If you do the prime factorization of 13532385396179, you get 13 x 53^{2} x 3853 x 96179. And if you look at those two things next to each other, you might notice that the digits that make up the prime factorization of our big ol' number are the same digits that are in the number itself. If you have a hard time visualizing it, watch the clip. It's a bit easier when the professor is drawing it for you.

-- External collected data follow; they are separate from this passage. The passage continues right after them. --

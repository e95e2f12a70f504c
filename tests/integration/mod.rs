//! Integration tests for the monorail binary

mod helpers;
mod test_release;
mod test_stubs;
mod test_targets;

This isn't just a neat math fact. It's also the solution to a $1,000 puzzle put forth by a mathematician. John Conway proposed that you could take a number, do its prime factorization, and then bring down the exponents (like we've done here with the 2 in 53^{2}). By doing so, you get a new number to run through the same process. Conway proposed that you'd always end up getting to a prime number. It's one of those things in math that appeared to be true based on numerous examples but was difficult to prove.

But then, this week, an amateur came up with 13532385396179. This number doesn't end up reaching a prime. Instead, you reach a loop, which disproves Conway's conjecture. Since the prime factorization is 13 x 53^{2} x 3853 x 96179, applying Conway's process yields the same number you started with.